Classes just started which means a new semester of learning is coming. It didn't take that long before we actually dive deep into this learning experience. The first week of my class in Software Engineering focuses on REST and no, not that kind of rest, but Representation State Transfer. Wikipedia defines it as a style of software architecture for distributed hypermedia systems such as the World Wide Web. This is the first time that I've seen and heard of it and I'm sure most of the class too. We are learning REST to incorporate the project that we did last semester which is the front-end for the Team Hawaii's house's Home Management System. To be able to get familiarize with REST, we were ask to do some Katas. Basically we have a DateClient and DateServer that we need to add/modify to be able to accomplish these Katas. Below are the 4 different Katas that we need to do.

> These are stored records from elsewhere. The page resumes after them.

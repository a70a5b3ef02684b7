use serde_json::{Map, Value};
use tracing::{debug, error, trace};

use crate::{
    document::{new_document_id, timestamp_now},
    filtering::matches,
    DeleteResult,
    Document,
    Filter,
    Result,
    StoreError,
    Update,
    UpdateResult,
};
use super::coll::Collection;

#[allow(
    clippy::multiple_inherent_impl,
    reason = "multiple impl blocks for Collection are intentional for organization"
)]
impl Collection {
    /// Inserts a new document and returns it as stored.
    ///
    /// The document receives a fresh `_id` and `createdAt == updatedAt == now`. The
    /// system fields are applied after the caller's fields, so values the caller
    /// supplies for them are discarded.
    ///
    /// # Arguments
    ///
    /// * `fields` - The caller's fields; must be a JSON object
    ///
    /// # Returns
    ///
    /// The stored document, or [`StoreError::InvalidDocument`] when `fields` is not an
    /// object. Nothing is written in that case.
    ///
    /// # Example
    ///
    /// ```rust
    /// use serde_json::json;
    /// use showroom_store::Store;
    ///
    /// # async fn example() -> showroom_store::Result<()> {
    /// let store = Store::open("/tmp/showroom").await;
    /// let car = store
    ///     .collection("cars")
    ///     .insert_one(json!({"brand": "BMW", "model": "X5", "price": 5_200_000}))
    ///     .await?;
    /// assert!(car.id().is_some());
    /// assert_eq!(car.created_at(), car.updated_at());
    /// # Ok(())
    /// # }
    /// ```
    pub async fn insert_one(&self, fields: Value) -> Result<Document> {
        trace!("Inserting one document into '{}'", self.name);
        let fields = as_object(&fields, &self.name)?;

        let _guard = self.lock_for_write().await;
        let mut docs = self.load().await?;
        let doc = Document::new_inserted(fields, new_document_id(), &timestamp_now());
        docs.push(doc.clone());
        self.save(&docs).await?;
        debug!("Inserted document {:?} into '{}'", doc.id(), self.name);
        Ok(doc)
    }

    /// Inserts several documents with a single load and save.
    ///
    /// Every element must be a JSON object; if any is not, the whole batch is rejected
    /// before anything is written. All documents of the batch share one timestamp.
    pub async fn insert_many(&self, items: Vec<Value>) -> Result<Vec<Document>> {
        trace!("Inserting {} documents into '{}'", items.len(), self.name);
        let batch = items
            .iter()
            .map(|item| as_object(item, &self.name))
            .collect::<Result<Vec<_>>>()?;
        if batch.is_empty() {
            debug!("Empty batch for '{}', nothing to insert", self.name);
            return Ok(Vec::new());
        }

        let _guard = self.lock_for_write().await;
        let mut docs = self.load().await?;
        let now = timestamp_now();
        let inserted: Vec<Document> = batch
            .into_iter()
            .map(|fields| Document::new_inserted(fields, new_document_id(), &now))
            .collect();
        docs.extend(inserted.iter().cloned());
        self.save(&docs).await?;
        debug!("Inserted {} documents into '{}'", inserted.len(), self.name);
        Ok(inserted)
    }

    /// Shallow-merges `update` into the first document matching `filter`.
    ///
    /// `_id` and `createdAt` are never changed; `updatedAt` is refreshed. When
    /// nothing matches, the result is `{0, 0}` and the file is left untouched.
    ///
    /// # Example
    ///
    /// ```rust
    /// use serde_json::json;
    /// use showroom_store::{Filter, Store, Update};
    ///
    /// # async fn example() -> showroom_store::Result<()> {
    /// let store = Store::open("/tmp/showroom").await;
    /// let orders = store.collection("orders");
    ///
    /// let result = orders
    ///     .update_one(
    ///         &Filter::new().eq("number", "A-1001"),
    ///         &Update::from_value(&json!({"$set": {"status": "paid"}}))?,
    ///     )
    ///     .await?;
    /// println!("matched {}", result.matched_count);
    /// # Ok(())
    /// # }
    /// ```
    pub async fn update_one(&self, filter: &Filter, update: &Update) -> Result<UpdateResult> {
        trace!("Updating one document in '{}' with {:?}", self.name, filter);
        let _guard = self.lock_for_write().await;
        let mut docs = self.load().await?;
        let Some(doc) = docs.iter_mut().find(|doc| matches(doc, filter))
        else {
            debug!("No document in '{}' matched the update filter", self.name);
            return Ok(UpdateResult::none());
        };
        doc.merge(update.fields(), &timestamp_now());
        debug!("Updated document {:?} in '{}'", doc.id(), self.name);
        self.save(&docs).await?;
        Ok(UpdateResult::one())
    }

    /// Updates the document with the given `_id`.
    pub async fn update_by_id(&self, id: &str, update: &Update) -> Result<UpdateResult> {
        self.update_one(&Filter::by_id(id), update).await
    }

    /// Removes the first document matching `filter`.
    pub async fn delete_one(&self, filter: &Filter) -> Result<DeleteResult> {
        trace!("Deleting one document from '{}' with {:?}", self.name, filter);
        let _guard = self.lock_for_write().await;
        let mut docs = self.load().await?;
        let Some(position) = docs.iter().position(|doc| matches(doc, filter))
        else {
            debug!("No document in '{}' matched the delete filter", self.name);
            return Ok(DeleteResult::default());
        };
        let removed = docs.remove(position);
        self.save(&docs).await?;
        debug!("Deleted document {:?} from '{}'", removed.id(), self.name);
        Ok(DeleteResult {
            deleted_count: 1,
        })
    }

    /// Removes the document with the given `_id`.
    pub async fn delete_by_id(&self, id: &str) -> Result<DeleteResult> { self.delete_one(&Filter::by_id(id)).await }

    /// Removes every document matching `filter` in one pass.
    ///
    /// The file is only rewritten when at least one document was removed.
    pub async fn delete_many(&self, filter: &Filter) -> Result<DeleteResult> {
        trace!("Deleting documents from '{}' with {:?}", self.name, filter);
        let _guard = self.lock_for_write().await;
        let mut docs = self.load().await?;
        let before = docs.len();
        docs.retain(|doc| !matches(doc, filter));
        let deleted = before.saturating_sub(docs.len());
        if deleted > 0 {
            self.save(&docs).await?;
        }
        debug!("Deleted {} documents from '{}'", deleted, self.name);
        Ok(DeleteResult {
            deleted_count: deleted as u64,
        })
    }
}

fn as_object<'v>(value: &'v Value, collection: &str) -> Result<&'v Map<String, Value>> {
    value.as_object().ok_or_else(|| {
        error!(
            "Rejected non-object document for '{}': {}",
            collection, value
        );
        StoreError::InvalidDocument {
            reason: format!("documents must be JSON objects, got {}", value),
        }
    })
}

TO DO : Kata 1: Time resources. Add three new resources called "hour", "minute" and "second" that return the current hour, minute and second.
- Write unit tests for each of these resources and make sure they pass, and make sure you can run them both from within Eclipse and using Ant.

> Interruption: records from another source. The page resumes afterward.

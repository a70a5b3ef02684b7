use clap::Args;
use serde_json::Value;
use showroom_store::{Result, Store};
use tracing::info;

use super::parse_json;

/// Arguments for the insert command.
#[derive(Args, Clone, Default)]
pub struct InsertArgs {
    /// Collection name
    pub collection: String,
    /// A JSON object to insert, or a JSON array of objects to insert as one batch
    #[arg(short, long)]
    pub data:       String,
}

/// Insert one document or a batch and print what was stored.
///
/// An object goes through `insert_one`; an array goes through `insert_many`, which
/// rejects the whole batch if any element is not an object.
pub async fn run(store: &Store, args: InsertArgs) -> Result<Value> {
    let collection = store.collection(&args.collection);
    match parse_json("--data", &args.data)? {
        Value::Array(items) => {
            info!(
                "Inserting {} documents into '{}'",
                items.len(),
                args.collection
            );
            let docs = collection.insert_many(items).await?;
            info!("Inserted {} documents", docs.len());
            Ok(Value::Array(docs.into_iter().map(Value::from).collect()))
        },
        fields => {
            info!("Inserting a document into '{}'", args.collection);
            let doc = collection.insert_one(fields).await?;
            info!("Inserted document {:?}", doc.id());
            Ok(doc.into())
        },
    }
}

#[cfg(test)]
mod tests {
    use showroom_store::{Filter, StoreError};

    use super::*;

    fn args(data: &str) -> InsertArgs {
        InsertArgs {
            collection: "cars".to_owned(),
            data:       data.to_owned(),
        }
    }

    #[tokio::test]
    async fn test_insert_object() {
        let temp_dir = tempfile::tempdir().unwrap();
        let store = Store::open(temp_dir.path()).await;

        let output = run(&store, args(r#"{"brand": "BMW"}"#)).await.unwrap();
        assert_eq!(output["brand"], "BMW");
        assert!(output["_id"].is_string());
    }

    #[tokio::test]
    async fn test_insert_array() {
        let temp_dir = tempfile::tempdir().unwrap();
        let store = Store::open(temp_dir.path()).await;

        let output = run(&store, args(r#"[{"brand": "BMW"}, {"brand": "Audi"}]"#))
            .await
            .unwrap();
        assert_eq!(output.as_array().map(Vec::len), Some(2));
        assert_eq!(
            store
                .collection("cars")
                .count_documents(&Filter::new())
                .await
                .unwrap(),
            2
        );
    }

    #[tokio::test]
    async fn test_insert_rejects_scalars_and_bad_json() {
        let temp_dir = tempfile::tempdir().unwrap();
        let store = Store::open(temp_dir.path()).await;

        assert!(matches!(
            run(&store, args("42")).await,
            Err(StoreError::InvalidDocument { .. })
        ));
        assert!(matches!(
            run(&store, args("[{}, 1]")).await,
            Err(StoreError::InvalidDocument { .. })
        ));
        assert!(matches!(
            run(&store, args("{brand}")).await,
            Err(StoreError::Json { .. })
        ));
    }
}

- Make sure the DateClient system accepts these parameters.
- Ensure that "ant -f verify.build.xml" passes with no errors.
TO DO: Kata 2: Logging. By default, Restlet logs data about each request to the command line using the Java Logging API. Read a tutorial (and/or google) to get familiar with the API, then do the following:
- define a ~/.dateservice/logging.properties file that enables the user to specify (among other things) that the logging information should go to a file, not the command line.
- tell the restlet-dateservice application to read and use the logging properties file in ~/.dateservice/logging.properties
RESULT: This is a lot harder than the first one. Researching and reading tutorials took most of the time to accomplish this Kata. Some tutorial also varies and sometimes don't work on the current version or task that we needed to do. I have to create a property file inside a hidden folder in our home directory. I also needed to add a line inside the main method on the server to direct all logs into the same folder of the property file that I created. It took me about an hour to read tutorials and 30 minutes to actually code it.